I laid him down in summer grass, turned back 

and he was gone—a wish of dandelion seeds 

scattering on the breeze. My child, lost. 

Wild as wolf I tore, deep into the trees, 

 

passing one hundred times or more the place 

he disappeared. Weep, they say, Bean Nighe is here

to wash his clothes, mark the Sìthean where last he lay

for grief must also die. But he lives

 

I know, for my breasts still ache to nurse, 

though now the grass is dead and winter steeps 

the Earth. Listen, by trail of laughter he was led, 

over mossy buds of dew, plucked, as an aster 

 

from its bed, by one of the faeries’ brood.  

But, in my dreams it is the hour of his first year, 

I call his name and he appears among the snowdrops, 

fat and merry too young to know the seasons of our parting, 

 

the agony. I pray they feed him milk of nettle, 

nectar of the honeysuckle, teach him language 

of the bees who shuttle secrets on the breeze; 

when they play his favourite game, hide-and-seek,  

 

may they guard the spears of hawthorn trees, 

the mouth of otter’s burrow, ‘til at last they find him, 

feigning sleep, nestled in a bed of clover, crying 

Mother under brims of amanita, tall and white.    

 

Darling, dressed now in gossamer and fern, 

are you cradled in the Queen’s lap, has she claimed you

as her own?
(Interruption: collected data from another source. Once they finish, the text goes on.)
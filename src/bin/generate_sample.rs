use std::path::{Path, PathBuf};
use std::sync::Arc;

use anyhow::{Context, Result};
use arrow::array::{ArrayRef, Float64Array, Int64Array, StringArray};
use arrow::datatypes::{DataType, Field, Schema};
use arrow::record_batch::RecordBatch;
use clap::{Parser, ValueEnum};
use parquet::arrow::ArrowWriter;

/// (name, centre latitude, centre longitude, price multiplier, security)
const NEIGHBOURHOODS: [(&str, f64, f64, f64, f64); 8] = [
    ("Cuauhtémoc", 19.4326, -99.1500, 1.15, 6.2),
    ("Miguel Hidalgo", 19.4320, -99.1950, 1.45, 7.4),
    ("Benito Juárez", 19.3800, -99.1600, 1.05, 7.0),
    ("Coyoacán", 19.3500, -99.1620, 0.95, 7.1),
    ("Álvaro Obregón", 19.3600, -99.2000, 0.90, 5.9),
    ("Tlalpan", 19.2900, -99.1700, 0.75, 5.5),
    ("Iztapalapa", 19.3550, -99.0600, 0.55, 3.8),
    ("Gustavo A. Madero", 19.4800, -99.1100, 0.60, 4.1),
];

/// (room type, base nightly price in MXN, relative frequency)
const ROOM_TYPES: [(&str, f64, f64); 4] = [
    ("Entire home/apt", 1400.0, 0.62),
    ("Private room", 650.0, 0.33),
    ("Hotel room", 1800.0, 0.03),
    ("Shared room", 300.0, 0.02),
];

const ADJECTIVES: [&str; 6] = ["Cozy", "Bright", "Modern", "Quiet", "Colonial", "Rooftop"];
const NOUNS: [&str; 5] = ["loft", "studio", "suite", "apartment", "casita"];

#[derive(Clone, Copy, ValueEnum)]
enum Format {
    Csv,
    Parquet,
}

#[derive(Parser)]
#[command(name = "generate_sample")]
#[command(about = "Write a synthetic listings file for trying out listing-explorer")]
struct Args {
    /// Output path; extension is not inferred
    #[arg(short, long, default_value = "sample_listings.csv")]
    output: PathBuf,

    /// Number of listings to generate
    #[arg(short, long, default_value_t = 5000)]
    rows: usize,

    #[arg(short, long, default_value_t = 42)]
    seed: u64,

    #[arg(short, long, value_enum, default_value_t = Format::Csv)]
    format: Format,
}

/// Minimal deterministic PRNG (xoshiro256**)
struct SimpleRng {
    state: [u64; 4],
}

impl SimpleRng {
    fn new(seed: u64) -> Self {
        let mut s = [0u64; 4];
        let mut x = seed;
        for slot in &mut s {
            x = x.wrapping_mul(6364136223846793005).wrapping_add(1);
            *slot = x;
        }
        SimpleRng { state: s }
    }

    fn next_u64(&mut self) -> u64 {
        let result = (self.state[1].wrapping_mul(5))
            .rotate_left(7)
            .wrapping_mul(9);
        let t = self.state[1] << 17;
        self.state[2] ^= self.state[0];
        self.state[3] ^= self.state[1];
        self.state[1] ^= self.state[2];
        self.state[0] ^= self.state[3];
        self.state[2] ^= t;
        self.state[3] = self.state[3].rotate_left(45);
        result
    }

    fn next_f64(&mut self) -> f64 {
        (self.next_u64() >> 11) as f64 / (1u64 << 53) as f64
    }

    fn below(&mut self, n: usize) -> usize {
        (self.next_f64() * n as f64) as usize % n.max(1)
    }

    /// Box-Muller transform for normal distribution
    fn gauss(&mut self, mean: f64, std_dev: f64) -> f64 {
        let u1 = self.next_f64().max(1e-15);
        let u2 = self.next_f64();
        let z = (-2.0 * u1.ln()).sqrt() * (2.0 * std::f64::consts::PI * u2).cos();
        mean + std_dev * z
    }
}

struct Row {
    name: String,
    neighbourhood: &'static str,
    room_type: &'static str,
    latitude: f64,
    longitude: f64,
    price: Option<String>,
    number_of_reviews: Option<i64>,
    security_index: f64,
}

/// `1234.5` → `"$1,234.50"`
fn currency(value: f64) -> String {
    let cents = (value * 100.0).round() as i64;
    let whole = (cents / 100).to_string();
    let mut grouped = String::new();
    for (i, ch) in whole.chars().enumerate() {
        if i > 0 && (whole.len() - i) % 3 == 0 {
            grouped.push(',');
        }
        grouped.push(ch);
    }
    format!("${grouped}.{:02}", cents % 100)
}

fn pick_room_type(rng: &mut SimpleRng) -> (&'static str, f64) {
    let mut roll = rng.next_f64();
    for &(name, base, weight) in &ROOM_TYPES {
        if roll < weight {
            return (name, base);
        }
        roll -= weight;
    }
    (ROOM_TYPES[0].0, ROOM_TYPES[0].1)
}

fn generate_row(i: usize, rng: &mut SimpleRng) -> Row {
    let (neighbourhood, lat, lon, multiplier, security) =
        NEIGHBOURHOODS[rng.below(NEIGHBOURHOODS.len())];
    let (room_type, base) = pick_room_type(rng);

    let nightly = (base * multiplier * rng.gauss(0.0, 0.35).exp()).max(150.0);
    let roll = rng.next_f64();
    let price = if roll < 0.005 {
        None
    } else if roll < 0.015 {
        Some("$0.00".to_string())
    } else if roll < 0.025 {
        Some(currency(nightly * 40.0))
    } else {
        Some(currency(nightly))
    };

    let number_of_reviews = if rng.next_f64() < 0.03 {
        None
    } else {
        Some((rng.gauss(0.0, 1.2).exp() * 15.0) as i64)
    };

    Row {
        name: format!(
            "{} {} #{i}",
            ADJECTIVES[rng.below(ADJECTIVES.len())],
            NOUNS[rng.below(NOUNS.len())]
        ),
        neighbourhood,
        room_type,
        latitude: lat + rng.gauss(0.0, 0.012),
        longitude: lon + rng.gauss(0.0, 0.012),
        price,
        number_of_reviews,
        security_index: (security + rng.gauss(0.0, 0.6)).clamp(0.0, 10.0),
    }
}

fn write_csv(path: &Path, rows: &[Row]) -> Result<()> {
    let mut writer = csv::Writer::from_path(path)
        .with_context(|| format!("creating {}", path.display()))?;
    writer.write_record([
        "name",
        "neighbourhood",
        "room_type",
        "latitude",
        "longitude",
        "price",
        "number_of_reviews",
        "security_index",
    ])?;
    for r in rows {
        writer.write_record([
            r.name.clone(),
            r.neighbourhood.to_string(),
            r.room_type.to_string(),
            format!("{:.6}", r.latitude),
            format!("{:.6}", r.longitude),
            r.price.clone().unwrap_or_default(),
            r.number_of_reviews.map(|n| n.to_string()).unwrap_or_default(),
            format!("{:.2}", r.security_index),
        ])?;
    }
    writer.flush()?;
    Ok(())
}

fn write_parquet(path: &Path, rows: &[Row]) -> Result<()> {
    let schema = Arc::new(Schema::new(vec![
        Field::new("name", DataType::Utf8, false),
        Field::new("neighbourhood", DataType::Utf8, false),
        Field::new("room_type", DataType::Utf8, false),
        Field::new("latitude", DataType::Float64, false),
        Field::new("longitude", DataType::Float64, false),
        Field::new("price", DataType::Utf8, true),
        Field::new("number_of_reviews", DataType::Int64, true),
        Field::new("security_index", DataType::Float64, false),
    ]));

    let columns: Vec<ArrayRef> = vec![
        Arc::new(StringArray::from_iter_values(rows.iter().map(|r| r.name.as_str()))),
        Arc::new(StringArray::from_iter_values(rows.iter().map(|r| r.neighbourhood))),
        Arc::new(StringArray::from_iter_values(rows.iter().map(|r| r.room_type))),
        Arc::new(Float64Array::from_iter_values(rows.iter().map(|r| r.latitude))),
        Arc::new(Float64Array::from_iter_values(rows.iter().map(|r| r.longitude))),
        Arc::new(StringArray::from(
            rows.iter().map(|r| r.price.as_deref()).collect::<Vec<_>>(),
        )),
        Arc::new(Int64Array::from(
            rows.iter().map(|r| r.number_of_reviews).collect::<Vec<_>>(),
        )),
        Arc::new(Float64Array::from_iter_values(rows.iter().map(|r| r.security_index))),
    ];

    let batch = RecordBatch::try_new(schema.clone(), columns)?;
    let file = std::fs::File::create(path)
        .with_context(|| format!("creating {}", path.display()))?;
    let mut writer = ArrowWriter::try_new(file, schema, None)?;
    writer.write(&batch)?;
    writer.close()?;
    Ok(())
}

fn main() -> Result<()> {
    env_logger::init();
    let args = Args::parse();

    let mut rng = SimpleRng::new(args.seed);
    let rows: Vec<Row> = (0..args.rows).map(|i| generate_row(i, &mut rng)).collect();

    match args.format {
        Format::Csv => write_csv(&args.output, &rows)?,
        Format::Parquet => write_parquet(&args.output, &rows)?,
    }

    log::info!("wrote {} listings to {}", rows.len(), args.output.display());
    println!("Wrote {} listings to {}", rows.len(), args.output.display());
    Ok(())
}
Clapping to the rhythm of the chant,

do they dance you asleep ‘til dawn, to lie upon the dirt?

 

So beguiled by their lutes, would you return 

if you had the choice, if I found your stone 

and broke the curse—would yet you know 

the sound of your mother’s voice?

 

Or were you tricked, my child, by the fullness

of the moon to surrender the name I gave you? 

For I have worn the path between these oaks, 

every boulder and mossy stump mapped

 

to the black curtain of mind, searching for a sign

of your whereabouts, crying out until I am raw

and all that’s left is to dredge stones along the beach, 

wait on the tide, listen for your call.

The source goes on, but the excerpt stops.